Accessibility and Inclusive Design

Inclusive Design is the process... Accessibility is the outcome.

An illustration shows an infinity symbol connecting two sides — one with diverse people and the other with accessibility icons including wheelchair, white cane, hearing aid, and Braille dots. Beneath the symbol are scenes depicting inclusive interaction, assistive technology, and barrier-free access, visually expressing harmony between inclusive design and accessibility.

What is Digital Accessibility?

Digital accessibility is the practice of designing and building digital products—websites, apps, documents, and online services—so that everyone can use them, including people with disabilities. It ensures users can perceive, understand, navigate, and interact with digital content regardless of their abilities, devices, or context.

Yes, there are legal requirements surrounding digital accessibility but digital accessibility isn't just about compliance.

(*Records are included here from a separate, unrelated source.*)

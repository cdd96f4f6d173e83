//! Test helpers: a scripted ping engine and config builders

#![allow(dead_code)]

use std::collections::HashMap;
use std::sync::atomic::{AtomicUsize, Ordering};
use std::sync::{Arc, Mutex};
use std::time::Duration;

use async_trait::async_trait;
use icmp_exporter::{
    collector::{Collector, Sample},
    config::Config,
    ping::{PingRequest, Pinger, ProbeError, ProbeResult},
};
use tokio::sync::mpsc::{UnboundedReceiver, unbounded_channel};

/// What the scripted engine does for one host
#[derive(Debug, Clone)]
pub enum Behavior {
    Reply { delay: Duration, result: ProbeResult },
    Fail { delay: Duration },
    Hang,
    Panic,
}

/// Ping engine test double that counts started and finished probes
#[derive(Debug, Default)]
pub struct ScriptedPinger {
    behaviors: HashMap<String, Behavior>,
    pub started: AtomicUsize,
    pub completed: AtomicUsize,
    pub in_flight: AtomicUsize,
    pub max_in_flight: AtomicUsize,
    pub requests: Mutex<Vec<PingRequest>>,
}

impl ScriptedPinger {
    pub fn new() -> Self {
        Self::default()
    }

    pub fn with(mut self, host: &str, behavior: Behavior) -> Self {
        self.behaviors.insert(host.to_string(), behavior);
        self
    }

    pub fn started(&self) -> usize {
        self.started.load(Ordering::SeqCst)
    }

    pub fn completed(&self) -> usize {
        self.completed.load(Ordering::SeqCst)
    }

    pub fn max_in_flight(&self) -> usize {
        self.max_in_flight.load(Ordering::SeqCst)
    }

    pub fn requests(&self) -> Vec<PingRequest> {
        self.requests.lock().unwrap().clone()
    }
}

#[async_trait]
impl Pinger for ScriptedPinger {
    async fn ping(&self, request: &PingRequest) -> Result<ProbeResult, ProbeError> {
        self.started.fetch_add(1, Ordering::SeqCst);
        let now = self.in_flight.fetch_add(1, Ordering::SeqCst) + 1;
        self.max_in_flight.fetch_max(now, Ordering::SeqCst);
        self.requests.lock().unwrap().push(request.clone());

        let behavior = self
            .behaviors
            .get(&request.host)
            .cloned()
            .unwrap_or(Behavior::Reply {
                delay: Duration::ZERO,
                result: probe_result(request.count, request.count),
            });

        let result = match behavior {
            Behavior::Reply { delay, result } => {
                tokio::time::sleep(delay).await;
                Ok(result)
            }
            Behavior::Fail { delay } => {
                tokio::time::sleep(delay).await;
                Err(ProbeError::NoAddress(request.host.clone()))
            }
            Behavior::Hang => {
                std::future::pending::<()>().await;
                unreachable!()
            }
            Behavior::Panic => panic!("scripted panic for {}", request.host),
        };

        self.in_flight.fetch_sub(1, Ordering::SeqCst);
        self.completed.fetch_add(1, Ordering::SeqCst);
        result
    }
}

/// Statistics for `recv` replies out of `sent` echoes, 10ms each
pub fn probe_result(sent: u32, recv: u32) -> ProbeResult {
    let rtts = vec![Duration::from_millis(10); recv as usize];
    ProbeResult::from_round(sent, &rtts)
}

pub fn load_config(yaml: &str) -> Arc<Config> {
    Arc::new(Config::load(yaml.as_bytes()).unwrap())
}

/// Config with one default target per host
pub fn config_for_hosts(hosts: &[&str]) -> Arc<Config> {
    let mut yaml = String::from("timeout: 5000\ntargets:\n");
    for host in hosts {
        yaml.push_str(&format!("  - host: {host}\n"));
    }
    load_config(&yaml)
}

pub fn collector(config: Arc<Config>, pinger: Arc<ScriptedPinger>) -> Collector {
    Collector::new(config, pinger)
}

pub fn drain(mut rx: UnboundedReceiver<Sample>) -> Vec<Sample> {
    let mut samples = Vec::new();
    while let Ok(sample) = rx.try_recv() {
        samples.push(sample);
    }
    samples
}

/// Run one scrape and return the report together with every emitted sample
pub async fn scrape(
    collector: &Collector,
    deadline: Option<Duration>,
) -> (icmp_exporter::collector::ScrapeReport, Vec<Sample>) {
    let (tx, rx) = unbounded_channel();
    let report = collector.collect(tx, deadline).await;
    (report, drain(rx))
}

pub fn samples_for<'a>(samples: &'a [Sample], host: &str) -> Vec<&'a Sample> {
    samples.iter().filter(|s| s.host == host).collect()
}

It's about creating digital experiences that are usable, inclusive, and respectful of all people.

Why Digital Accessibility Matters

  • Inclusion and equity: People with disabilities can independently access information, services, education, and employment.
  • Better user experience for everyone: Clearer content, predictable navigation, and flexible interaction patterns benefit all users—including those on mobile devices, older users, and people in temporary or situational limitations.
  • Legal and policy requirements: Australia, and much of the developed world, require accessible digital services. WCAG 2.2 AA is the most commonly referenced standard in government procurement and compliance frameworks.
  • Business value: Accessible products reach more customers, reduce support costs, and strengthen brand trust.

Who Benefits from Digital Accessibility?

Digital accessibility supports people with disabilities including:

  • Visual: blind, low vision, colour blindness
  • Auditory: deaf or hard of hearing
  • Motor: limited dexterity, alternative input devices
  • Cognitive: learning differences, memory, attention, processing
  • Speech: users who rely on non verbal input methods

But it also benefits a much wider range of users, including:

  • People in changing or challenging environments such as bright sunlight, low bandwidth, noisy spaces, one handed use, or multitasking.
  • Older People, new Technology Users and wherever clear language, consistent layouts, and predictable interactions reduce cognitive load.

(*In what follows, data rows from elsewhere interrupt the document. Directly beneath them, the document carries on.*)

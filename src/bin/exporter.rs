use std::net::SocketAddr;
use std::path::PathBuf;
use std::sync::Arc;

use anyhow::Context;
use clap::Parser;
use icmp_exporter::{
    collector::Collector,
    config::read_config_file,
    ping::IcmpPinger,
    server::{self, AppState, DEFAULT_TELEMETRY_PATH},
    util::{get_listen_address, parse_listen_address},
};
use tracing::{error, info, level_filters::LevelFilter, trace};
use tracing_subscriber::{filter, layer::SubscriberExt, util::SubscriberInitExt};

/// Prometheus exporter for monitoring point to point link latency
#[derive(Debug, Clone, Parser)]
#[command(name = "icmp_exporter", version)]
struct Args {
    /// Path to exporter configuration
    #[arg(long = "collector.config.file")]
    config_file: PathBuf,

    /// Address on which to expose metrics and web interface
    #[arg(long = "web.listen-address", default_value_t = get_listen_address(), value_parser = listen_address)]
    listen_address: SocketAddr,

    /// Path under which to expose metrics
    #[arg(long = "web.telemetry-path", default_value = DEFAULT_TELEMETRY_PATH)]
    telemetry_path: String,

    /// Only log messages with the given severity or above
    #[arg(long = "log.level", default_value_t = LevelFilter::INFO)]
    log_level: LevelFilter,
}

fn listen_address(value: &str) -> Result<SocketAddr, String> {
    parse_listen_address(value).ok_or_else(|| format!("invalid listen address: {value}"))
}

fn init(level: LevelFilter) {
    let filter = filter::Targets::new().with_targets(vec![
        ("icmp_exporter", level),
        ("exporter", level),
        ("tower_http", level),
    ]);
    tracing_subscriber::registry()
        .with(
            tracing_subscriber::fmt::layer()
                .with_writer(std::io::stderr)
                .compact()
                .with_ansi(false),
        )
        .with(filter)
        .init();
}

async fn run(args: Args) -> anyhow::Result<()> {
    let config = read_config_file(&args.config_file)?;
    info!(
        "loaded {} targets from {}",
        config.targets.len(),
        args.config_file.display()
    );

    let collector = Collector::new(Arc::new(config), Arc::new(IcmpPinger));
    let state = AppState::new(Arc::new(collector), args.telemetry_path);

    let app = server::router(state)?;
    let listener = server::bind(args.listen_address).await?;

    server::serve(listener, app)
        .await
        .context("metrics listener stopped")
}

#[tokio::main]
async fn main() {
    // .env may set the listen address default, so load it before parsing
    dotenv::dotenv().ok();
    let args = Args::parse();
    init(args.log_level);

    info!("starting icmp_exporter {}", env!("CARGO_PKG_VERSION"));
    trace!("started with args: {args:?}");

    if let Err(e) = run(args).await {
        error!("{e:#}");
        std::process::exit(1);
    }
}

What Does Accessible Design Look Like?

Examples of accessibility in practice:

  • Text alternatives for images and icons
  • Keyboard accessible navigation and controls
  • Readable content with clear headings, good contrast, and plain language
  • Accessible forms with labels, instructions, and meaningful error messages
  • Captions and transcripts for video and audio
  • Consistent navigation and predictable interaction patterns
  • Robust code that works with assistive technologies such as screen readers

Accessibility Standards (WCAG and More)

Digital accessibility is guided by internationally recognised standards such as the Web Content Accessibility Guidelines (WCAG) that define testable criteria for making digital content accessible. WCAG is organised around four principles: Perceivable, Operable, Understandable, and Robust (POUR). Each principle has specific guidelines and success criteria at three levels of conformance: A, AA, and AAA. WCAG 2.2 AA is the most commonly referenced standard in government procurement and compliance frameworks, including AS EN 301 549 in Australia.

What Is Inclusive Design?

Inclusive design is a design philosophy that considers the full range of human diversity from the very beginning of a project. It focuses on understanding user needs, removing barriers early, and designing solutions that work for as many people as possible.

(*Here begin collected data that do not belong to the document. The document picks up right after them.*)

//! Landing page

use axum::{extract::State, response::Html};

use crate::server::state::AppState;

/// GET /
pub async fn landing_page(State(state): State<AppState>) -> Html<String> {
    Html(format!(
        r#"<html>
<head><title>ICMP Exporter</title></head>
<body>
<h1>ICMP Exporter</h1>
<p>Prometheus Exporter for monitoring point to point link latency</p>
<p>Version: {}</p>
<ul>
<li><a href="{}">Metrics</a></li>
</ul>
</body>
</html>
"#,
        env!("CARGO_PKG_VERSION"),
        state.telemetry_path
    ))
}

Inclusive design is proactive. It asks "who might be excluded by this design decision, and how can we include them?". It emphasises the imperative of human centred research, codesign with people with disabilities, flexible, adaptable interfaces, and designing for edge cases that improve the experience for everyone

How Inclusive Design Differs from Accessibility

Inclusive design and accessibility are closely related, but they are not the same.

Inclusive Design is a design approach. It starts at the earliest stages of ideation and UX, and focuses on understanding diverse users and preventing exclusion.

Accessibility is a set of standards and practices that ensure digital products can be used by people with disabilities. It is often applied during development and testing to meet specific criteria defined in standards like WCAG. Accessibility is ideally the outcome of inclusive design, however it can be achieved through retrofitting or remediation efforts if needed.

How They Work Together

Both are essential for creating digital products that are truly usable and inclusive. Inclusive design sets the direction, while accessibility ensures the result meets recognised standards and works for everyone. When done well, they work together to create digital experiences that are not only compliant but genuinely inclusive and delightful for all users.

A simple way to express the relationship: Inclusive design is the process. Accessibility is the outcome.

Organisations that embrace both inclusive design and accessibility are more likely to create products that resonate with a wider audience and achieve greater success in their accessibility journeys.

Digital Accessibility Is an Ongoing Practice

Accessibility isn't a one off project. It requires:

  1. Designing with inclusion in mind
  2. Building with accessible code and components
  3. Testing with assistive technologies and real users
  4. Maintaining accessibility as content and features evolve

When accessibility is embedded into everyday workflows, it becomes part of delivering quality, user centred digital experiences.